“Top Gun” faz 34 anos em 2020. Faz parte da lista de filmes mais célebres dos anos 80 — não necessariamente pelos aviões ou pelos porta-aviões, mas por Tom Cruise, pela banda sonora e pela inspiração que deu a muitos jovens adolescentes. Foi, aliás, daqueles filmes que só ganharam categorias técnicas nas cerimónias de prémios e cujo Óscar de Melhor Música Original, por “Take My Breath Away”, acaba por ser o ponto alto do filme realizado por Tony Scott.

Ainda assim, mais uma vez não deixou de inspirar milhares de jovens adolescentes. Milhares de jovens adolescentes que queriam ser como Maverick, o protagonista interpretado por Tom Cruise, e que nos anos 80 sonharam com uma carreira na aviação ou na Marinha. Brett Crozier, nesses mesmos anos 80, foi um desses milhares de jovens adolescentes. Tornou-se piloto de helicópteros navais e depois passou para os caça-bombardeiros F/A-18. Atualmente, aos 50 anos, era o capitão do porta-aviões nuclear norte-americano Theodore Roosevelt, um navio com mais de 330 metros de comprimento. O filme de Brett Crozier, porém, acabou por ter esta semana um enredo diferente da de “Top Gun”.

Brett Crozier era o capitão do USS Theodore Roosevelt, um porta-aviões com mais de 300 metros de comprimento

Na segunda-feira da semana passada, Crozier enviou aos meios de comunicação social norte-americanos a mesma carta que tinha enviado dias antes ao alto comando da Marinha dos Estados Unidos. O tema era urgente: o porta-aviões necessitava de ser evacuado de forma imediata devido a um surto de coronavírus dentro do navio. A demora da resposta das patentes responsáveis levou o capitão a optar pela via alternativa, atirando a história para os jornais na esperança de pressionar uma decisão, conta o El Mundo. E conseguiu. Apenas um dia depois, a Marinha autorizou a evacuação do Theodore Roosevelt. Mas também um dia depois, a Marinha anunciou a destituição de Brett Crozier do cargo de capitão do porta-aviões nuclear. No sábado, em declarações que acabaram por dar o aval do presidente à opção tomada pela Marinha, Donald Trump classificou a atitude de Crozier como “terrível” e “inapropriada”.
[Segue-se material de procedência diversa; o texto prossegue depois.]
use std::sync::Arc;

use futures_util::future::try_join_all;

use crate::config::MediaConfig;
use crate::error::{AppError, AppResult};
use crate::media::{ObjectStore, resize_to};

/// 원본 업로드 완료 알림
#[derive(Debug, Clone, PartialEq, Eq)]
pub struct UploadEvent {
    pub key: String,
    pub content_type: String,
}

#[derive(Debug, Clone, PartialEq, Eq)]
pub enum ProcessOutcome {
    /// 생성한 파생 이미지 키 (크기 순서 그대로)
    Processed(Vec<String>),
    AlreadyProcessed,
    NotAnImage,
}

pub struct MediaProcessor {
    store: Arc<dyn ObjectStore>,
    sizes: Vec<u32>,
    processed_prefix: String,
}

impl MediaProcessor {
    pub fn new(store: Arc<dyn ObjectStore>, config: &MediaConfig) -> Self {
        Self {
            store,
            sizes: config.sizes.clone(),
            processed_prefix: config.processed_prefix.clone(),
        }
    }

    /// 파생 이미지 키면 true. 다시 처리하면 무한 루프가 된다.
    pub fn is_processed_key(&self, key: &str) -> bool {
        key.split('/').any(|segment| segment == self.processed_prefix)
    }

    pub fn output_key(&self, size: u32, key: &str) -> String {
        let file_name = key.rsplit('/').next().unwrap_or(key);
        format!("{}/{size}/{file_name}", self.processed_prefix)
    }

    /// 원본 하나에서 나오는 파생 이미지 키 전부
    pub fn output_keys(&self, key: &str) -> Vec<String> {
        self.sizes
            .iter()
            .map(|&size| self.output_key(size, key))
            .collect()
    }

    /// 모든 크기를 동시에 만들고 전부 저장된 뒤에 끝난다
    pub async fn handle(&self, event: &UploadEvent) -> AppResult<ProcessOutcome> {
        if self.is_processed_key(&event.key) {
            log::debug!("Skipping already processed object {}", event.key);
            return Ok(ProcessOutcome::AlreadyProcessed);
        }
        if !event.content_type.starts_with("image/") {
            log::debug!(
                "Skipping non-image object {} ({})",
                event.key,
                event.content_type
            );
            return Ok(ProcessOutcome::NotAnImage);
        }

        let original = Arc::new(self.store.get(&event.key).await?);
        let jobs = self.sizes.iter().map(|&size| {
            let original = Arc::clone(&original);
            let store = Arc::clone(&self.store);
            let key = self.output_key(size, &event.key);
            let content_type = event.content_type.clone();
            async move {
                let resized = tokio::task::spawn_blocking(move || resize_to(&original, size))
                    .await
                    .map_err(|e| AppError::InternalError(format!("resize task failed: {e}")))??;
                store.put(&key, resized, &content_type).await?;
                Ok::<_, AppError>(key)
            }
        });
        let keys = try_join_all(jobs).await?;

        log::info!("Processed {} into {} sizes", event.key, keys.len());
        Ok(ProcessOutcome::Processed(keys))
    }
}

#[cfg(test)]
mod tests {
    use super::*;
    use crate::media::storage::memory::MemoryObjectStore;
    use image::{ImageFormat, RgbImage};
    use std::io::Cursor;

    fn jpeg(width: u32, height: u32) -> Vec<u8> {
        let mut buf = Cursor::new(Vec::new());
        RgbImage::new(width, height)
            .write_to(&mut buf, ImageFormat::Jpeg)
            .unwrap();
        buf.into_inner()
    }

    fn processor(store: Arc<MemoryObjectStore>) -> MediaProcessor {
        MediaProcessor::new(store, &MediaConfig::default())
    }

    #[tokio::test]
    async fn test_produces_every_size() {
        let store = Arc::new(MemoryObjectStore::default());
        store
            .put("uploads/abc.jpg", jpeg(1600, 900), "image/jpeg")
            .await
            .unwrap();

        let outcome = processor(store.clone())
            .handle(&UploadEvent {
                key: "uploads/abc.jpg".to_string(),
                content_type: "image/jpeg".to_string(),
            })
            .await
            .unwrap();
        assert_eq!(
            outcome,
            ProcessOutcome::Processed(vec![
                "processed/1200/abc.jpg".to_string(),
                "processed/800/abc.jpg".to_string(),
                "processed/400/abc.jpg".to_string(),
                "processed/200/abc.jpg".to_string(),
            ])
        );

        let small = store.get("processed/200/abc.jpg").await.unwrap();
        assert_eq!(image::guess_format(&small).unwrap(), ImageFormat::Jpeg);
        let img = image::load_from_memory(&small).unwrap();
        assert_eq!((img.width(), img.height()), (200, 113));
        assert_eq!(
            store.content_type("processed/1200/abc.jpg").as_deref(),
            Some("image/jpeg")
        );
    }

    #[tokio::test]
    async fn test_skips_processed_keys() {
        let store = Arc::new(MemoryObjectStore::default());
        let outcome = processor(store.clone())
            .handle(&UploadEvent {
                key: "processed/800/abc.jpg".to_string(),
                content_type: "image/jpeg".to_string(),
            })
            .await
            .unwrap();
        assert_eq!(outcome, ProcessOutcome::AlreadyProcessed);
        assert!(store.keys().is_empty());
    }

    #[tokio::test]
    async fn test_skips_non_images() {
        let store = Arc::new(MemoryObjectStore::default());
        store
            .put("uploads/manual.pdf", b"%PDF-1.4".to_vec(), "application/pdf")
            .await
            .unwrap();
        let outcome = processor(store.clone())
            .handle(&UploadEvent {
                key: "uploads/manual.pdf".to_string(),
                content_type: "application/pdf".to_string(),
            })
            .await
            .unwrap();
        assert_eq!(outcome, ProcessOutcome::NotAnImage);
        assert_eq!(store.keys(), vec!["uploads/manual.pdf".to_string()]);
    }

    #[tokio::test]
    async fn test_missing_original_fails() {
        let store = Arc::new(MemoryObjectStore::default());
        let err = processor(store)
            .handle(&UploadEvent {
                key: "uploads/gone.png".to_string(),
                content_type: "image/png".to_string(),
            })
            .await
            .unwrap_err();
        assert!(matches!(err, AppError::NotFound(_)));
    }
}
PUB • CONTINUE A LER A SEGUIR

A evacuação deu-se em Guam, uma ilha do Pacífico. Quando desceu do porta-aviões, Brett Crozier foi recebido por aplausos e gritos da própria tripulação, que chamavam por ele — a mesma tripulação que procurou proteger até às últimas instâncias e que acabou por significar um fim de carreira antecipado. Thomas Modley, o secretário da Marinha de Donald Trump que foi pessoalmente responsável pela destituição do capitão, ainda tentou expulsar definitivamente Brett Crozier das Forças Armadas, considerando a atitude “uma traição” — mas a pressão do Congresso e do Comité das Forças Armadas da Câmara dos Representantes acabou por segurá-lo.
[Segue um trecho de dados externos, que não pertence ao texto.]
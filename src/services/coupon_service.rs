use std::collections::{BTreeSet, HashSet};

use crate::domain::{discount_for, issuable_quantity, normalize_coupon_code, validate_coupon_rules};
use crate::entities::{
    coupon_entity as coupons, user_coupon_entity as user_coupons, user_entity as users,
};
use crate::database::SharedPool;
use crate::error::{AppError, AppResult};
use crate::models::*;
use crate::utils::{generate_coupon_code, require_text};
use chrono::Utc;
use sea_orm::{
    ActiveModelTrait, ColumnTrait, Condition, EntityTrait, IntoActiveModel,
    PaginatorTrait, QueryFilter, QueryOrder, QuerySelect, Set, TransactionTrait,
};

const GENERATED_CODE_LEN: usize = 10;
const CODE_ATTEMPTS: usize = 5;

#[derive(Clone)]
pub struct CouponService {
    pool: SharedPool,
}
Secretário da Marinha dos EUA demite-se após afastar comandante de porta-aviões

Entretanto, o próprio Thomas Modley acabou por pedir a demissão do cargo de secretário da Marinha, após um mar de críticas que visavam a forma como geriu a crise. “Hoje de manhã aceitei a demissão de Modly. Foi ele a demitir-se (…) para que a Marinha possa seguir em frente”, escreveu esta terça-feira no Twitter Mark Esper, o secretário da Defesa. A demissão de Modley, assim como a opinião pública — que está praticamente toda ao lado do antigo capitão –, podem abrir a porta a um regresso de Brett Crozier a quaisquer funções, em cenário de mudança de Administração dos Estados Unidos. Afinal, existem precedentes: em 2009, Barack Obama colocou Eric Sinsheki à frente do Departamento de Veteranos, um militar que tinha sido destituído oito anos antes por Donald Rumsfeld, secretário da Defesa de George W. Bush, devido a uma discussão sobre a necessidade de um sistema de artilharia autopropulsada. E aí, Brett Crozier teria o final perfeito do seu próprio “Top Gun”.